Vai ver como os homossexuais são vistos por essas culturas. Como a nova geração tem lidado com a tradição e reinventado a forma de se relacionar ( ou não. Há lugares onde a juventude está totalmente catatônica em relação ao assunto. Assiste pra saber qual é, senão vou dar spoiler de novo!)
Ciclos de retrocesso
Você consegue imaginar os tímidos japoneses de hoje, que nem se beijam em público, no período Edo (1603-1868) tendo relacionamentos abertos? A série começa assim: questionando como o Shunga, a arte erótica japonesa se perdeu durante a história.
Ou mesmo consegue entender como em um país que mais concentra templos religiosos com figuras eróticas do mundo, até hoje proíbe sexo fora do casamento?

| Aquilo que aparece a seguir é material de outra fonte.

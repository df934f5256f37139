//! Exact-match index from ECM body to history entry.

use std::collections::HashMap;

use bytes::Bytes;

/// Maps a request body to the sequence number of its newest record.
///
/// Owned by [`crate::EcmHistory`], which keeps it in step with insertions
/// and evictions. Two bodies only match when they are byte-for-byte equal;
/// when the window holds the same body twice, the newer record shadows the
/// older one.
#[derive(Debug, Default, Clone)]
pub struct EcmLookupTable {
    entries: HashMap<Bytes, u64>,
}

impl EcmLookupTable {
    /// Create an empty table.
    pub fn new() -> Self {
        Self::default()
    }

    /// Point `body` at `seq`, replacing any older entry.
    pub fn insert(&mut self, body: Bytes, seq: u64) {
        self.entries.insert(body, seq);
    }

    /// Remove `body` only if it still points at `seq`.
    ///
    /// An evicted record must not take a newer duplicate's entry with it.
    pub fn remove(&mut self, body: &[u8], seq: u64) -> bool {
        if self.entries.get(body) == Some(&seq) {
            self.entries.remove(body);
            true
        } else {
            false
        }
    }

    /// Sequence number of the newest record for `body`.
    pub fn get(&self, body: &[u8]) -> Option<u64> {
        self.entries.get(body).copied()
    }

    /// Number of distinct bodies indexed.
    pub fn len(&self) -> usize {
        self.entries.len()
    }

    /// Whether nothing is indexed.
    pub fn is_empty(&self) -> bool {
        self.entries.is_empty()
    }

    /// Drop every entry.
    pub fn clear(&mut self) {
        self.entries.clear();
    }
}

Já se questionou como a India produziu uma obra como o Kama Sutra e ainda tem tantos casos de assédio e estupros coletivos?

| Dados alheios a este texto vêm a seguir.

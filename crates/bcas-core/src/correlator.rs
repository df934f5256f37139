//! ECM request/response correlation.
//!
//! # Architecture: Action-Based State Machine
//!
//! [`EcmCorrelator::on_frame`] takes each decoded frame plus the current time
//! and returns the [`CorrelatorEvent`]s it caused. Nothing here performs I/O.
//! The card logs and counts the events, and tests assert on them directly.
//!
//! # State Machine
//!
//! ```text
//!             request                      response
//! ┌──────┐ ─────────────> ┌──────────────────┐ ─────────> record pushed
//! │ Idle │                │ AwaitingResponse │            ┌──────┐
//! └──────┘ <───────────── └──────────────────┘ ─────────> │ Idle │
//!           resync (drop)        │    ^                   └──────┘
//!                                └────┘ request (supersede)
//! ```
//!
//! There is no timeout. A stale pending request is only dropped by the next
//! resynchronisation or replaced by the next request.

use std::time::Instant;

use bcas_proto::{EcmResponse, Frame, FrameKind, ProtocolError};
use bytes::Bytes;
use tracing::{debug, warn};

use crate::history::{EcmHistory, EcmRecord};

/// Correlator state
#[derive(Debug, Clone, Copy, PartialEq, Eq)]
pub enum CorrelatorState {
    /// No request outstanding
    Idle,
    /// A request is waiting for its response
    AwaitingResponse,
}

/// The request currently waiting for a response.
#[derive(Debug, Clone, PartialEq, Eq)]
pub struct PendingRequest {
    body: Bytes,
}

impl PendingRequest {
    /// ECM body of the request.
    pub fn body(&self) -> &Bytes {
        &self.body
    }
}

/// Something the correlator did in response to a frame.
#[derive(Debug, Clone, PartialEq, Eq)]
pub enum CorrelatorEvent {
    /// Pending request dropped because the stream resynchronised.
    PendingDiscarded {
        /// Body of the dropped request
        body: Bytes,
    },

    /// A new request replaced one that never got its response.
    RequestSuperseded {
        /// Body of the replaced request
        body: Bytes,
        /// Frames seen since the replaced request
        frames: u64,
    },

    /// Response with no request outstanding.
    UnrequestedResponse {
        /// Flag the response carried
        flag: u16,
    },

    /// Response arrived more than one frame after its request.
    DelayedResponse {
        /// Frames seen since the request
        frames: u64,
    },

    /// A request/response pair was appended to the history.
    Recorded {
        /// The new record
        record: EcmRecord,
        /// Record evicted to make room
        evicted: Option<EcmRecord>,
    },

    /// Frame carried an ECM tag but not a valid ECM shape.
    Malformed(ProtocolError),
}

/// Running correlator counters.
#[derive(Debug, Clone, Copy, PartialEq, Eq, Default)]
pub struct CorrelatorStats {
    /// ECM requests accepted
    pub requests: u64,
    /// Records appended to the history
    pub recorded: u64,
    /// Requests replaced before their response
    pub superseded: u64,
    /// Responses seen with nothing pending
    pub unrequested: u64,
    /// Pending requests dropped on resync
    pub discarded: u64,
}

/// Pairs ECM requests with their responses into a bounded history.
#[derive(Debug, Clone, Default)]
pub struct EcmCorrelator {
    pending: Option<PendingRequest>,
    /// Frames seen since the last accepted request
    frames_since_request: u64,
    history: EcmHistory,
    stats: CorrelatorStats,
}

impl EcmCorrelator {
    /// Create an idle correlator keeping at most `capacity` records.
    pub fn new(capacity: usize) -> Self {
        Self { history: EcmHistory::new(capacity), ..Self::default() }
    }

    /// Feed one decoded frame.
    ///
    /// `first_after_sync` must be set for the first frame after the codec
    /// (re)acquired sync; `now` stamps any record this frame completes.
    pub fn on_frame(
        &mut self,
        frame: &Frame,
        first_after_sync: bool,
        now: Instant,
    ) -> Vec<CorrelatorEvent> {
        let mut events = Vec::new();

        if first_after_sync && let Some(pending) = self.pending.take() {
            warn!(body = %hex::encode(&pending.body), "pending request discarded due to resync");
            self.stats.discarded += 1;
            events.push(CorrelatorEvent::PendingDiscarded { body: pending.body });
        }

        self.frames_since_request += 1;

        match FrameKind::classify(frame) {
            Ok(FrameKind::EcmRequest(request)) => {
                if let Some(previous) = self.pending.take() {
                    let frames = self.frames_since_request;
                    warn!(frames, "ECM request superseded before its response");
                    self.stats.superseded += 1;
                    events.push(CorrelatorEvent::RequestSuperseded { body: previous.body, frames });
                }

                self.pending = Some(PendingRequest { body: request.into_body() });
                self.frames_since_request = 0;
                self.stats.requests += 1;
            },
            Ok(FrameKind::EcmResponse(response)) => {
                self.on_response(&response, now, &mut events);
            },
            Ok(FrameKind::Other) => {},
            Err(error) => {
                warn!(%error, marker = frame.marker(), "ECM-tagged frame ignored");
                events.push(CorrelatorEvent::Malformed(error));
            },
        }

        events
    }

    fn on_response(
        &mut self,
        response: &EcmResponse,
        now: Instant,
        events: &mut Vec<CorrelatorEvent>,
    ) {
        let Some(pending) = self.pending.take() else {
            warn!(flag = response.flag(), "unrequested ECM response");
            self.stats.unrequested += 1;
            events.push(CorrelatorEvent::UnrequestedResponse { flag: response.flag() });
            return;
        };

        let frames = self.frames_since_request;
        if frames > 1 {
            warn!(frames, "ECM response delayed");
            events.push(CorrelatorEvent::DelayedResponse { frames });
        }

        let record = EcmRecord::new(pending.body, response.flag(), *response.key(), now);
        debug!(
            body = %hex::encode(record.request_body()),
            flag = record.flag(),
            "ECM registered"
        );

        let evicted = self.history.push(record.clone());
        self.stats.recorded += 1;
        events.push(CorrelatorEvent::Recorded { record, evicted });
    }

    /// Current state.
    pub fn state(&self) -> CorrelatorState {
        if self.pending.is_some() {
            CorrelatorState::AwaitingResponse
        } else {
            CorrelatorState::Idle
        }
    }

    /// Request waiting for its response.
    pub fn pending(&self) -> Option<&PendingRequest> {
        self.pending.as_ref()
    }

    /// Frames seen since the last accepted request.
    pub fn frames_since_request(&self) -> u64 {
        self.frames_since_request
    }

    /// Completed exchanges.
    pub fn history(&self) -> &EcmHistory {
        &self.history
    }

    /// Mutable access for capacity changes.
    pub fn history_mut(&mut self) -> &mut EcmHistory {
        &mut self.history
    }

    /// Running counters.
    pub fn stats(&self) -> CorrelatorStats {
        self.stats
    }
}
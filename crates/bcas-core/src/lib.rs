//! Pseudo B-CAS card core logic
//!
//! Pure state machines that turn a captured card stream into answers for a
//! descrambler, decoupled from I/O. The enclosing application reads the
//! capture (file, USB tap) and feeds bytes in; this crate never blocks.
//!
//! # Architecture
//!
//! ```text
//! bytes ─> FrameCodec ─> EcmCorrelator ─> EcmHistory ─> EcmLookupTable
//!                                                            │
//!                         descrambler ─> process_ecm ────────┘
//! ```
//!
//! The only external effect is time, supplied through [`Environment`] so
//! latency figures are deterministic under test.
//!
//! # Components
//!
//! - [`correlator`]: pairs ECM requests with responses
//! - [`history`]: bounded FIFO of completed exchanges
//! - [`lookup`]: exact-match index over the history
//! - [`card`]: the pseudo card driver and the [`BcasCard`] trait
//! - [`shared`]: mutex-guarded handle for multi-threaded use
//! - [`config`], [`status`]: configuration and personalisation data
//! - [`mod@env`]: clock abstraction
//! - [`error`]: card error types

pub mod card;
pub mod config;
pub mod correlator;
pub mod env;
pub mod error;
pub mod history;
pub mod lookup;
pub mod shared;
pub mod status;

pub use card::{BcasCard, EcmResult, PseudoCard};
pub use config::CardConfig;
pub use correlator::{
    CorrelatorEvent, CorrelatorState, CorrelatorStats, EcmCorrelator, PendingRequest,
};
pub use env::{Environment, SystemEnv};
pub use error::CardError;
pub use history::{DEFAULT_CAPACITY, EcmHistory, EcmRecord};
pub use lookup::EcmLookupTable;
pub use shared::SharedCard;
pub use status::{CardStatus, InitStatus};
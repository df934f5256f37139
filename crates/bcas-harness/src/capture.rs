//! Synthetic card captures.

use bcas_proto::{
    EcmRequest, EcmResponse, Frame, FrameHeader, ProtocolError, ScrambleKey,
};

/// 11-byte status command seen between ECM exchanges on real captures.
pub const STATUS_FRAME: [u8; 11] =
    [0x00, 0x00, 0x07, 0x90, 0x80, 0x00, 0x00, 0x01, 0x00, 0x00, 0x16];

/// Encoded stream plus the frames a clean decode must yield.
#[derive(Debug, Clone, Default, PartialEq, Eq)]
pub struct Capture {
    /// Wire bytes
    pub bytes: Vec<u8>,
    /// Valid frames in stream order
    pub frames: Vec<Frame>,
}

/// Declarative capture builder.
///
/// ```
/// use bcas_harness::CaptureBuilder;
/// use bcas_proto::ScrambleKey;
///
/// let capture = CaptureBuilder::new()
///     .exchange(&[0x11; 20], 0x0800, ScrambleKey::new([0xaa; 16]))
///     .status()
///     .build()
///     .unwrap();
/// assert_eq!(capture.frames.len(), 3);
/// ```
#[derive(Debug, Clone)]
pub struct CaptureBuilder {
    marker: u16,
    capture: Capture,
    error: Option<ProtocolError>,
}

impl CaptureBuilder {
    /// Empty capture using the default marker.
    pub fn new() -> Self {
        Self { marker: FrameHeader::DEFAULT_MARKER, capture: Capture::default(), error: None }
    }

    /// Marker for subsequent ECM frames.
    pub fn marker(mut self, marker: u16) -> Self {
        self.marker = marker;
        self
    }

    /// Append an already built frame.
    pub fn frame(mut self, frame: Frame) -> Self {
        frame.encode(&mut self.capture.bytes);
        self.capture.frames.push(frame);
        self
    }

    /// Append an ECM request carrying `body`.
    pub fn request(self, body: &[u8]) -> Self {
        let marker = self.marker;
        self.try_frame(|| Frame::new(marker, EcmRequest::encode_payload(body)?))
    }

    /// Append an ECM response.
    pub fn response(self, flag: u16, key: ScrambleKey) -> Self {
        let marker = self.marker;
        self.try_frame(|| Frame::new(marker, EcmResponse::new(flag, key).encode_payload()))
    }

    /// Append a request immediately answered by a response.
    pub fn exchange(self, body: &[u8], flag: u16, key: ScrambleKey) -> Self {
        self.request(body).response(flag, key)
    }

    /// Append the status command frame.
    pub fn status(self) -> Self {
        self.try_frame(|| Frame::decode(&STATUS_FRAME).map(|(frame, _)| frame))
    }

    /// Append bytes that are not part of any frame.
    pub fn garbage(mut self, bytes: &[u8]) -> Self {
        self.capture.bytes.extend_from_slice(bytes);
        self
    }

    /// Append an ECM request with one bit of its body flipped.
    ///
    /// The codec must reject it, so it is not listed in [`Capture::frames`].
    pub fn corrupt_request(mut self, body: &[u8], bit: usize) -> Self {
        let built = EcmRequest::encode_payload(body).and_then(|p| Frame::new(self.marker, p));
        match built {
            Ok(frame) if !body.is_empty() => {
                let mut bytes = frame.to_vec();
                let body_start = FrameHeader::SIZE + 5;
                let bit = bit % (body.len() * 8);
                bytes[body_start + bit / 8] ^= 1 << (bit % 8);
                self.capture.bytes.extend_from_slice(&bytes);
            },
            Ok(_) => {},
            Err(error) => self.error = self.error.take().or(Some(error)),
        }
        self
    }

    fn try_frame(self, build: impl FnOnce() -> Result<Frame, ProtocolError>) -> Self {
        if self.error.is_some() {
            return self;
        }
        match build() {
            Ok(frame) => self.frame(frame),
            Err(error) => Self { error: Some(error), ..self },
        }
    }

    /// Finish, failing if any frame could not be encoded.
    pub fn build(self) -> Result<Capture, ProtocolError> {
        match self.error {
            Some(error) => Err(error),
            None => Ok(self.capture),
        }
    }
}

impl Default for CaptureBuilder {
    fn default() -> Self {
        Self::new()
    }
}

E porque o mundo árabe hoje ainda é tão repressor com as mulheres, se no século 15 surgiu o Jardim Perfumado, escrito de acordo com a teologia islâmica dando o mesmo peso para o prazer feminino e masculino, ensinando que o sexo deveria ser um ato prazeroso?
O que aconteceu para que esses países retrocedessem tanto em seus costumes relacionados com a sexualidade justamente na era moderna? Isso é o que eu achei de mais interessante nessa série.

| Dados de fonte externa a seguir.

#![no_main]

use std::time::Duration;

use bcas_core::{CardConfig, PseudoCard};
use bcas_harness::{ModelCard, Operation, SimEnv};
use libfuzzer_sys::fuzz_target;

fuzz_target!(|input: (u8, Vec<Operation>)| {
    let capacity = usize::from(input.0 % 16);
    let env = SimEnv::new();
    let config = CardConfig { queue_capacity: capacity, ..CardConfig::default() };
    let mut card = PseudoCard::with_config(env.clone(), config);
    let mut model = ModelCard::new(capacity);

    for op in &input.1 {
        let expected = model.apply(op);
        let actual = match op {
            Operation::Lookup { body } => Some(
                card.process_ecm(body.as_bytes()).map(|r| (r.key, r.return_code)).map_err(|_| ()),
            ),
            Operation::SetCapacity { capacity } => {
                card.set_capacity(usize::from(*capacity));
                None
            },
            Operation::AdvanceTime { millis } => {
                env.advance(Duration::from_millis(u64::from(*millis)));
                None
            },
            _ => {
                if let Ok(bytes) = op.encode() {
                    card.push(&bytes);
                }
                None
            },
        };
        assert_eq!(actual, expected);
        assert_eq!(card.get_status().current_queue_len, model.len());
    }
});
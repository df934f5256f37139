//! Validated frame.

use bytes::{BufMut, Bytes};

use crate::{
    FrameHeader,
    errors::{ProtocolError, Result},
};

/// XOR of every byte in `bytes`.
///
/// The checksum byte of a frame is the XOR of its header and payload.
pub fn xor_checksum(bytes: &[u8]) -> u8 {
    bytes.iter().fold(0, |acc, b| acc ^ b)
}

/// A complete, checksum-verified frame.
///
/// The payload length always matches the header's `declared_length`, which
/// the constructors enforce.
#[derive(Debug, Clone, PartialEq, Eq)]
pub struct Frame {
    header: FrameHeader,
    payload: Bytes,
}

impl Frame {
    /// Largest payload the 1-byte length field can describe.
    pub const MAX_PAYLOAD_SIZE: usize = u8::MAX as usize;

    /// Build a frame around `payload`.
    pub fn new(marker: u16, payload: impl Into<Bytes>) -> Result<Self> {
        let payload = payload.into();
        let len = u8::try_from(payload.len()).map_err(|_| ProtocolError::PayloadTooLarge {
            size: payload.len(),
            max: Self::MAX_PAYLOAD_SIZE,
        })?;

        Ok(Self { header: FrameHeader::new(marker, len), payload })
    }

    /// Assemble from parts the codec has already validated.
    pub(crate) fn from_parts(header: FrameHeader, payload: Bytes) -> Self {
        debug_assert_eq!(header.declared_length() as usize, payload.len());
        Self { header, payload }
    }

    /// Decode exactly one frame from the start of `bytes`.
    ///
    /// Returns the frame and the number of bytes it occupied. Unlike
    /// [`crate::FrameCodec`] this performs no resynchronisation.
    pub fn decode(bytes: &[u8]) -> Result<(Self, usize)> {
        let header = FrameHeader::from_bytes(bytes)?;
        let size = header.frame_size();
        if bytes.len() < size {
            return Err(ProtocolError::Truncated { expected: size, actual: bytes.len() });
        }

        let stored = bytes[size - 1];
        let computed = xor_checksum(&bytes[..size - 1]);
        if stored != computed {
            return Err(ProtocolError::MalformedFrame { stored, computed });
        }

        let payload = Bytes::copy_from_slice(&bytes[FrameHeader::SIZE..size - 1]);
        Ok((Self { header, payload }, size))
    }

    /// Header of this frame.
    pub fn header(&self) -> &FrameHeader {
        &self.header
    }

    /// Marker from the header.
    pub fn marker(&self) -> u16 {
        self.header.marker()
    }

    /// Payload length from the header.
    pub fn declared_length(&self) -> u8 {
        self.header.declared_length()
    }

    /// Payload bytes.
    pub fn payload(&self) -> &Bytes {
        &self.payload
    }

    /// Checksum byte this frame encodes with.
    pub fn checksum(&self) -> u8 {
        xor_checksum(&self.header.to_bytes()) ^ xor_checksum(&self.payload)
    }

    /// Size on the wire.
    pub fn encoded_len(&self) -> usize {
        self.header.frame_size()
    }

    /// Write the frame (header, payload, checksum) to `dst`.
    pub fn encode(&self, dst: &mut impl BufMut) {
        dst.put_slice(&self.header.to_bytes());
        dst.put_slice(&self.payload);
        dst.put_u8(self.checksum());
    }

    /// Encode into a fresh vector.
    pub fn to_vec(&self) -> Vec<u8> {
        let mut out = Vec::with_capacity(self.encoded_len());
        self.encode(&mut out);
        out
    }
}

Mas também há uma revolução silenciosa
As escolhas de Christiane Amanpour são interessantes porque vão de Berlim, considerada a capital mundial do sexo livre, onde a cultura BDSM é forte, até Acra, em Gana, onde há 20 anos ela mesma assistiu a um costume trágico para as meninas.
Elas eram dadas como escravas sexuais aos líderes tribais em pagas por crimes que seus parentes cometiam. E nessa série há um reencontro emocionante com uma dessas meninas que Christiane entrevistou há duas décadas atrás (ponto auge, clímax total da série).
Ficou bem notório que o empoderamento feminino é um movimento mundial. Está em todas as partes do globo, gritando sob as burcas, no mercado de peixes, entre as jovens indianas e libanesas.
Na China, onde a sexualidade ainda é servil a manutenção da família, jovens fazem cursos para aprenderem a namorar e escolher parceiros, já que vem de uma história milenar de casamentos arranjados.
Portanto meus queridos leitores: viajem com “Christiane Amanpour em Amor e Sexo pelo Mundo” para se sentirem parte desse universo desejante. Pode ser que você descubra que tem mais motivos para ser feliz do que está imaginando.
E quer mais um conselho de ouro? Não maratone. Deguste um dia para cada país diferente. Mergulhe em cada cultura. Para mim foi um grande aprendizado, já que hoje nem precisamos de sair do Brasil para conviver com pessoas dessas culturas. Elas estão aqui com a gente, na rua, no metrô, no trabalho.
Antes de tudo, a lição maior dessa série é a tolerância. Coisa que ainda faltando muito em todos nós.